Re: [PATCH] seccomp: plug syscall-dodging ptrace hole

From: Andy Lutomirski
Date: Fri May 27 2016 - 19:21:03 EST


On May 27, 2016 3:38 PM, "Kees Cook" <keescook@xxxxxxxxxxxx> wrote:
>
> On Fri, May 27, 2016 at 12:52 PM, Andy Lutomirski <luto@xxxxxxxxxxxxxx> wrote:
> > On May 27, 2016 11:42 AM, "Kees Cook" <keescook@xxxxxxxxxxxx> wrote:
> >>
> >> On Thu, May 26, 2016 at 9:45 PM, Andy Lutomirski <luto@xxxxxxxxxxxxxx> wrote:
> >> > On Thu, May 26, 2016 at 7:41 PM, Kees Cook <keescook@xxxxxxxxxxxx> wrote:
> >> >> On Thu, May 26, 2016 at 7:10 PM, Andy Lutomirski <luto@xxxxxxxxxxxxxx> wrote:
> >> >>> On Thu, May 26, 2016 at 2:04 PM, Kees Cook <keescook@xxxxxxxxxxxx> wrote:
> >> >>>> One problem with seccomp was that ptrace could be used to change a
> >> >>>> syscall after seccomp filtering had completed. This was a well documented
> >> >>>> limitation, and it was recommended to block ptrace when defining a filter
> >> >>>> to avoid this problem. This can be quite a limitation for containers or
> >> >>>> other places where ptrace is desired even under seccomp filters.
> >> >>>>
> >> >>>> Since seccomp filtering has been split into pre-trace and trace phases
> >> >>>> (phase1 and phase2 respectively), it's possible to re-run phase1 seccomp
> >> >>>> after ptrace. This makes that change, and updates the test suite for
> >> >>>> both SECCOMP_RET_TRACE and PTRACE_SYSCALL manipulation.
> >> >>>
> >> >>> I like fixing the hole, but I don't like this fix.
> >> >>>
> >> >>> The two-phase seccomp mechanism is messy. I wrote it because it was a
> >> >>> huge speedup.

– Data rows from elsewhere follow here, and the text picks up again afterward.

//! Input file handover once a job has finished.

use std::sync::Arc;

use async_trait::async_trait;
use tracing::{debug, warn};

use docconv_core::{InputCleanup, Job};

/// Deletes the input file.
#[derive(Debug, Default, Clone, Copy)]
pub struct DeleteInput;

#[async_trait]
impl InputCleanup for DeleteInput {
    async fn release(&self, job: &Job) {
        match tokio::fs::remove_file(&job.payload.input).await {
            Ok(()) => debug!(
                subsystem = "jobs",
                component = "cleanup",
                job_id = %job.id,
                input = %job.payload.input.display(),
                "Removed job input"
            ),
            Err(e) if e.kind() == std::io::ErrorKind::NotFound => {}
            Err(e) => warn!(
                subsystem = "jobs",
                component = "cleanup",
                job_id = %job.id,
                input = %job.payload.input.display(),
                error = %e,
                "Failed to remove job input"
            ),
        }
    }
}

/// Leaves the input in place for the uploader to manage.
#[derive(Debug, Default, Clone, Copy)]
pub struct RetainInput;

#[async_trait]
impl InputCleanup for RetainInput {
    async fn release(&self, _job: &Job) {}
}

/// Pick the cleanup policy from `DELETE_INPUTS` (default `false`).
pub fn input_cleanup_from_env() -> Arc<dyn InputCleanup> {
    let delete = std::env::var("DELETE_INPUTS")
        .map(|v| v == "true" || v == "1")
        .unwrap_or(false);
    if delete {
        Arc::new(DeleteInput)
    } else {
        Arc::new(RetainInput)
    }
}
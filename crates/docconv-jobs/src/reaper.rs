//! Periodic maintenance: expired-lease reclaim and retention cleanup.

use std::sync::Arc;
use std::time::{Duration, SystemTime};

use chrono::Utc;
use tokio::sync::broadcast;
use tokio::time::{interval, MissedTickBehavior};
use tokio_util::sync::CancellationToken;
use tracing::{debug, error, info, warn};

use docconv_core::state::to_chrono;
use docconv_core::{defaults, InputCleanup, JobState, JobStore, Result};

use crate::results::ResultStore;
use crate::worker::WorkerEvent;

/// Returns `active` jobs whose worker stopped heartbeating to the queue.
pub struct LeaseReaper {
    store: Arc<dyn JobStore>,
    input_cleanup: Arc<dyn InputCleanup>,
    event_tx: broadcast::Sender<WorkerEvent>,
    interval: Duration,
}

impl LeaseReaper {
    pub fn new(
        store: Arc<dyn JobStore>,
        input_cleanup: Arc<dyn InputCleanup>,
        event_tx: broadcast::Sender<WorkerEvent>,
    ) -> Self {
        Self {
            store,
            input_cleanup,
            event_tx,
            interval: Duration::from_secs(defaults::JOB_REAPER_INTERVAL_SECS),
        }
    }

    pub fn with_interval(mut self, interval: Duration) -> Self {
        self.interval = interval;
        self
    }

    /// One reclaim pass. Returns how many jobs were reclaimed.
    ///
    /// Jobs with a pending cancel request are finalized as `cancelled` and
    /// their input is released; the rest go back to `waiting`.
    pub async fn sweep(&self) -> Result<usize> {
        let reclaimed = self.store.reclaim_expired(Utc::now()).await?;
        if reclaimed.is_empty() {
            return Ok(0);
        }

        for job in reclaimed.iter().filter(|j| j.state.is_terminal()) {
            self.input_cleanup.release(job).await;
            let event = match job.state {
                JobState::Failed => {
                    warn!(
                        subsystem = "jobs",
                        component = "reaper",
                        job_id = %job.id,
                        lease_reclaims = job.lease_reclaims,
                        "Job failed after repeated lease expiry"
                    );
                    WorkerEvent::JobFailed {
                        job_id: job.id,
                        job_type: job.job_type,
                        attempts: job.attempts_made,
                        error: job.failure_reason.clone().unwrap_or_default(),
                    }
                }
                _ => WorkerEvent::JobCancelled {
                    job_id: job.id,
                    job_type: job.job_type,
                },
            };
            let _ = self.event_tx.send(event);
        }

        info!(
            subsystem = "jobs",
            component = "reaper",
            count = reclaimed.len(),
            "Reclaimed jobs with expired leases"
        );
        let _ = self.event_tx.send(WorkerEvent::JobsReclaimed {
            job_ids: reclaimed.iter().map(|j| j.id).collect(),
        });
        Ok(reclaimed.len())
    }

    /// Sweep every interval until `shutdown` fires.
    pub async fn run(self, shutdown: CancellationToken) {
        let mut ticker = interval(self.interval);
        ticker.set_missed_tick_behavior(MissedTickBehavior::Delay);

        loop {
            tokio::select! {
                _ = shutdown.cancelled() => break,
                _ = ticker.tick() => {
                    if let Err(e) = self.sweep().await {
                        error!(
                            subsystem = "jobs",
                            component = "reaper",
                            error = %e,
                            "Lease reclaim failed"
                        );
                    }
                }
            }
        }
        debug!(subsystem = "jobs", component = "reaper", "Lease reaper stopped");
    }
}

/// Deletes terminal job records, and their stored outputs, past a retention window.
pub struct RetentionSweeper {
    store: Arc<dyn JobStore>,
    results: ResultStore,
    retention: Duration,
    period: Duration,
}

impl RetentionSweeper {
    pub fn new(store: Arc<dyn JobStore>, results: ResultStore, retention: Duration) -> Self {
        Self {
            store,
            results,
            retention,
            period: Duration::from_secs(3600),
        }
    }

    /// Read `JOB_RETENTION_HOURS`; `None` when retention is disabled.
    pub fn retention_from_env() -> Option<Duration> {
        std::env::var("JOB_RETENTION_HOURS")
            .ok()
            .and_then(|v| v.parse::<u64>().ok())
            .filter(|h| *h > 0)
            .map(|h| Duration::from_secs(h * 3600))
    }

    pub fn with_period(mut self, period: Duration) -> Self {
        self.period = period;
        self
    }

    /// One cleanup pass. Returns (records removed, files removed).
    pub async fn sweep(&self) -> Result<(u64, u64)> {
        let cutoff = Utc::now() - to_chrono(self.retention);
        let records = self.store.cleanup(cutoff).await?;
        let files = self
            .results
            .prune(SystemTime::now() - self.retention, self.store.as_ref())
            .await?;
        if records > 0 || files > 0 {
            info!(
                subsystem = "jobs",
                component = "retention",
                records,
                files,
                retention_hours = self.retention.as_secs() / 3600,
                "Removed expired jobs"
            );
        }
        Ok((records, files))
    }

    pub async fn run(self, shutdown: CancellationToken) {
        let mut ticker = interval(self.period);
        ticker.set_missed_tick_behavior(MissedTickBehavior::Delay);
        loop {
            tokio::select! {
                _ = shutdown.cancelled() => break,
                _ = ticker.tick() => {
                    if let Err(e) = self.sweep().await {
                        error!(
                            subsystem = "jobs",
                            component = "retention",
                            error = %e,
                            "Retention cleanup failed"
                        );
                    }
                }
            }
        }
    }
}
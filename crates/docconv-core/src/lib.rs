//! # docconv-core
//!
//! Core types, traits, and abstractions for the docconv conversion queue.
//!
//! This crate provides the job record, the job state machine, and the trait
//! seams (`JobStore`, `Converter`, `InputCleanup`) that the store, worker and
//! API crates depend on.

pub mod defaults;
pub mod error;
pub mod models;
pub mod state;
pub mod traits;
pub mod uuid_utils;

// Re-export commonly used types at crate root
pub use error::{Error, Result};
pub use models::*;
pub use traits::*;
pub use uuid_utils::new_v7;
//! Error types for docconv.

use thiserror::Error;

/// Result type alias using docconv's Error type.
pub type Result<T> = std::result::Result<T, Error>;

/// Core error type for docconv operations.
#[derive(Error, Debug)]
pub enum Error {
    /// Bad request shape or options. Never retried.
    #[error("Validation error: {0}")]
    Validation(String),

    /// No converter is registered for the requested conversion type.
    #[error("Unsupported conversion type: {0}")]
    UnsupportedType(String),

    /// A converter reported a business failure. Retryable.
    #[error("Conversion error: {0}")]
    Conversion(String),

    /// A converter exceeded the job timeout. Retryable.
    #[error("Conversion timed out after {0}s")]
    Timeout(u64),

    /// A converter call was interrupted by a cancellation request.
    #[error("Conversion interrupted: {0}")]
    Interrupted(String),

    /// Job not found
    #[error("Job not found: {0}")]
    NotFound(uuid::Uuid),

    /// Operation is illegal for the job's current state.
    #[error("Invalid state: {0}")]
    InvalidState(String),

    /// Concurrent modification lost (stale lease, double terminal write, owned input).
    #[error("Conflict: {0}")]
    Conflict(String),

    /// Queue store or transport unreachable.
    #[error("Service unavailable: {0}")]
    Unavailable(String),

    /// Database operation failed (wraps sqlx::Error)
    #[error("Database error: {0}")]
    Database(#[from] sqlx::Error),

    /// Serialization/deserialization error
    #[error("Serialization error: {0}")]
    Serialization(String),

    /// Configuration error
    #[error("Configuration error: {0}")]
    Config(String),

    /// Internal error
    #[error("Internal error: {0}")]
    Internal(String),

    /// File I/O operation failed
    #[error("I/O error: {0}")]
    Io(#[from] std::io::Error),
}

impl Error {
    /// Store/transport failures. These never consume a job attempt.
    pub fn is_infrastructure(&self) -> bool {
        matches!(self, Error::Unavailable(_) | Error::Database(_))
    }

    /// Failures the worker recovers from by advancing the retry policy.
    pub fn is_retryable(&self) -> bool {
        matches!(self, Error::Conversion(_) | Error::Timeout(_))
    }

    /// Stable taxonomy name, used in API error bodies.
    pub fn kind(&self) -> &'static str {
        match self {
            Error::Validation(_) => "validation_error",
            Error::UnsupportedType(_) => "unsupported_type",
            Error::Conversion(_) => "conversion_error",
            Error::Timeout(_) => "timeout_error",
            Error::Interrupted(_) => "interrupted",
            Error::NotFound(_) => "job_not_found",
            Error::InvalidState(_) => "invalid_state",
            Error::Conflict(_) => "conflict",
            Error::Unavailable(_) | Error::Database(_) => "service_unavailable",
            Error::Serialization(_) => "serialization_error",
            Error::Config(_) => "config_error",
            Error::Internal(_) | Error::Io(_) => "internal_error",
        }
    }
}

impl From<serde_json::Error> for Error {
    fn from(e: serde_json::Error) -> Self {
        Error::Serialization(e.to_string())
    }
}
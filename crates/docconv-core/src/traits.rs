//! Core traits for queue storage and conversion collaborators.

use std::path::Path;
use std::sync::Arc;
use std::time::Duration;

use async_trait::async_trait;
use chrono::{DateTime, Utc};
use serde_json::{Map as JsonMap, Value as JsonValue};
use tokio::sync::Notify;
use uuid::Uuid;

use crate::error::Result;
use crate::models::{
    ConversionOutput, Job, JobPage, JobType, JobUpdate, NewJob, PageMode, QueueStats, StateFilter,
};

// =============================================================================
// QUEUE STORE
// =============================================================================

/// Durable, shared storage of job records.
///
/// Implementations must make `claim_next` atomic: concurrent callers never
/// receive the same job.
#[async_trait]
pub trait JobStore: Send + Sync {
    /// Persist a new `waiting` job.
    ///
    /// Fails with `Conflict` when a non-terminal job already owns the same
    /// input path.
    async fn create(&self, new_job: NewJob) -> Result<Job>;

    /// Claim the oldest eligible job (`waiting`, or `delayed` and due).
    async fn claim_next(&self, worker_id: &str, lease_ttl: Duration) -> Result<Option<Job>>;

    /// Get a job by ID. Fails with `NotFound` if absent.
    async fn get(&self, job_id: Uuid) -> Result<Job>;

    /// Apply a state/progress/result mutation atomically.
    async fn update(&self, job_id: Uuid, update: JobUpdate) -> Result<Job>;

    /// Delete a job record. Fails with `NotFound` if absent.
    async fn remove(&self, job_id: Uuid) -> Result<()>;

    /// Delete a job only while it is still `waiting` or `delayed`.
    ///
    /// Returns the job as it was when removed. Fails with `InvalidState` if
    /// the job has been claimed or finished in the meantime.
    async fn remove_if_pending(&self, job_id: Uuid) -> Result<Job>;

    /// List jobs oldest-first within each state.
    async fn list(
        &self,
        filter: StateFilter,
        offset: i64,
        limit: i64,
        mode: PageMode,
    ) -> Result<JobPage>;

    /// Return every `active` job whose lease expired before `now` to the queue.
    ///
    /// Returns the affected jobs after the transition.
    async fn reclaim_expired(&self, now: DateTime<Utc>) -> Result<Vec<Job>>;

    /// Job counts per state.
    async fn stats(&self) -> Result<QueueStats>;

    /// Remove terminal jobs finished before `older_than`. Returns rows removed.
    async fn cleanup(&self, older_than: DateTime<Utc>) -> Result<u64>;

    /// Handle notified whenever a job becomes claimable.
    fn job_notify(&self) -> Arc<Notify>;

    /// Cheap reachability probe.
    async fn ping(&self) -> Result<()>;
}

// =============================================================================
// CONVERTERS
// =============================================================================

/// External collaborator performing one conversion type.
#[async_trait]
pub trait Converter: Send + Sync {
    /// The conversion type this converter handles.
    fn job_type(&self) -> JobType;

    /// Human-readable name of this converter.
    fn name(&self) -> &str;

    /// Reject unusable options at enqueue time.
    fn validate_options(&self, _options: &JsonMap<String, JsonValue>) -> Result<()> {
        Ok(())
    }

    /// Whether dropping an in-flight `convert` future aborts the conversion.
    fn interruptible(&self) -> bool {
        true
    }

    /// Convert the file at `input`.
    async fn convert(
        &self,
        input: &Path,
        options: &JsonMap<String, JsonValue>,
    ) -> Result<ConversionOutput>;
}

// =============================================================================
// INPUT OWNERSHIP
// =============================================================================

/// Receives ownership of a job's input once the job has finished.
#[async_trait]
pub trait InputCleanup: Send + Sync {
    async fn release(&self, job: &Job);
}
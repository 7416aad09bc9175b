//! Exponential retry backoff.

use std::time::Duration;

use docconv_core::defaults;

/// Backoff policy applied when a conversion attempt fails with a retryable error.
///
/// The failure of attempt `n` delays the next eligibility by
/// `base * 2^(n-1)`, capped at `max`.
#[derive(Debug, Clone, Copy, PartialEq, Eq)]
pub struct RetryPolicy {
    pub base: Duration,
    pub max: Duration,
}

impl Default for RetryPolicy {
    fn default() -> Self {
        Self {
            base: Duration::from_millis(defaults::JOB_BACKOFF_BASE_MS),
            max: Duration::from_millis(defaults::JOB_BACKOFF_MAX_MS),
        }
    }
}

impl RetryPolicy {
    /// Create policy from environment variables (with defaults).
    ///
    /// | Variable | Default | Description |
    /// |----------|---------|-------------|
    /// | `JOB_BACKOFF_BASE_MS` | `2000` | Delay after the first failed attempt |
    /// | `JOB_BACKOFF_MAX_MS` | `3600000` | Ceiling on any single delay |
    pub fn from_env() -> Self {
        let defaults = Self::default();
        let base = std::env::var("JOB_BACKOFF_BASE_MS")
            .ok()
            .and_then(|v| v.parse::<u64>().ok())
            .map(Duration::from_millis)
            .unwrap_or(defaults.base);
        let max = std::env::var("JOB_BACKOFF_MAX_MS")
            .ok()
            .and_then(|v| v.parse::<u64>().ok())
            .map(Duration::from_millis)
            .unwrap_or(defaults.max);
        Self { base, max }
    }

    pub fn with_base(mut self, base: Duration) -> Self {
        self.base = base;
        self
    }

    pub fn with_max(mut self, max: Duration) -> Self {
        self.max = max;
        self
    }

    /// Delay after the `attempt`-th attempt (1-based) has failed.
    pub fn delay_for(&self, attempt: i32) -> Duration {
        let exponent = attempt.saturating_sub(1).clamp(0, 31) as u32;
        self.base
            .checked_mul(1u32 << exponent)
            .unwrap_or(self.max)
            .min(self.max)
    }
}
use axum::{extract::State, Json};
use serde_json::{json, Value as JsonValue};

use crate::{ApiError, AppState};

/// Liveness plus queue store reachability. Returns 503 when the store is down.
pub async fn health_check(State(state): State<AppState>) -> Result<Json<JsonValue>, ApiError> {
    state.jobs.health().await?;
    Ok(Json(json!({
        "status": "healthy",
        "version": env!("CARGO_PKG_VERSION"),
        "queue": "reachable",
    })))
}
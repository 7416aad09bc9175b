//! UUID v7 utilities for time-ordered identifiers.
//!
//! Job IDs are UUIDv7, so IDs generated later sort after earlier ones.

use uuid::Uuid;

/// Generate a new UUIDv7 identifier.
///
/// # Example
///
/// ```
/// use docconv_core::uuid_utils::new_v7;
///
/// let id = new_v7();
/// assert_eq!(id.get_version_num(), 7);
/// ```
#[inline]
pub fn new_v7() -> Uuid {
    Uuid::now_v7()
}
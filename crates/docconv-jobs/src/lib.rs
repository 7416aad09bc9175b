//! # docconv-jobs
//!
//! Asynchronous conversion pipeline for docconv.
//!
//! This crate provides:
//! - A bounded worker pool that claims jobs, heartbeats their lease and
//!   records outcomes with exponential retry backoff
//! - A dispatcher routing each conversion type to its converter under a timeout
//! - Built-in converters wrapping LibreOffice, pandoc, pdftotext and tesseract
//! - The `JobService` used by the HTTP layer (enqueue, status, download,
//!   cancel, list)
//! - Lease reclaim and retention sweeps
//!
//! ## Example
//!
//! ```ignore
//! use std::sync::Arc;
//! use docconv_db::MemoryJobStore;
//! use docconv_jobs::{builtin_dispatcher, CancelRegistry, JobService, ToolPaths, WorkerBuilder};
//!
//! let store = Arc::new(MemoryJobStore::new());
//! let dispatcher = builtin_dispatcher(&ToolPaths::from_env());
//! let cancellations = CancelRegistry::new();
//!
//! let handle = WorkerBuilder::new(store.clone())
//!     .with_dispatcher(dispatcher.clone())
//!     .with_cancellations(cancellations.clone())
//!     .build()
//!     .start();
//!
//! let service = JobService::new(store, Arc::new(dispatcher))
//!     .with_cancellations(cancellations);
//!
//! // Listen for events
//! let mut events = handle.events();
//! while let Ok(event) = events.recv().await {
//!     println!("Event: {:?}", event);
//! }
//!
//! // Graceful shutdown
//! handle.shutdown().await?;
//! ```

pub mod cancel;
pub mod cleanup;
pub mod converters;
pub mod dispatcher;
pub mod reaper;
pub mod results;
pub mod retry;
pub mod service;
pub mod worker;

// Re-export core types
pub use docconv_core::*;

pub use cancel::CancelRegistry;
pub use cleanup::{input_cleanup_from_env, DeleteInput, RetainInput};
pub use converters::{builtin_dispatcher, ToolPaths};
pub use dispatcher::Dispatcher;
pub use reaper::{LeaseReaper, RetentionSweeper};
pub use results::{Download, ResultStore, StoredResult};
pub use retry::RetryPolicy;
pub use service::{CancelOutcome, EnqueueOptions, JobService, JobStatusView};
pub use worker::{WorkerBuilder, WorkerConfig, WorkerEvent, WorkerHandle, WorkerPool};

Since then, I've made a ton of changes to the way that
> >> >>> x86 syscalls work, and there are two relevant effects: the slow path
> >> >>> is quite fast, and the phase-1-only path isn't really a win any more.
> >> >>>
> >> >>> I suggest that we fix the by simplifying the code instead of making it
> >> >>> even more complicated. Let's back out the two-phase mechanism (but
> >> >>> keep the ability for arch code to supply seccomp_data) and then just
> >> >>> reorder it so that seccomp happens after ptrace. The result should be
> >> >>> considerably simpler. (We'll still have to answer the question of
> >> >>> what happens when a SECCOMP_RET_TRACE event changes the syscall, but
> >> >>> maybe the answer is to just let it through -- after all,
> >> >>> SECCOMP_RET_TRACE might be a request by a tracer to do its own
> >> >>> internal filtering.)
> >> >>
> >> >> I'm really against this. I think seccomp needs to stay first,
> >> >
> >> > Why? What use case is improved with it going first?
> >>
> >> I feel that the critical purpose of seccomp is to minimize attack
> >> surface. To that end, I am strongly against anything coming before it
> >> in the syscall path. I really do not want ptrace going first, I think
> >> it's just asking for bugs.
> >
> > I disagree in this case. There's no actual code surface opened up.
> > If seccomp allows even a single syscall through and there's a ptracer
> > attached, then the ptrace code is exposed. As far as ptrace is
> > concerned, the syscall number is just a number, and ptrace has
> > basically no awareness of the arguments.
>
> No, I completely disagree: there is a significant amount of surface
> exposed. With a tracer attached there is significantly more happening
> before the filter would be checked. Even less obvious things like
> signal delivery, etc get exposed. Seccomp must be first -- this is
> it's basic design principle. Bugs creep in, unexpected combinations
> creep in, etc. Seccomp must mitigate this and be first on the syscall
> path. The paranoia of this design principle must remain in place, even
> at the expense of some inelegant results.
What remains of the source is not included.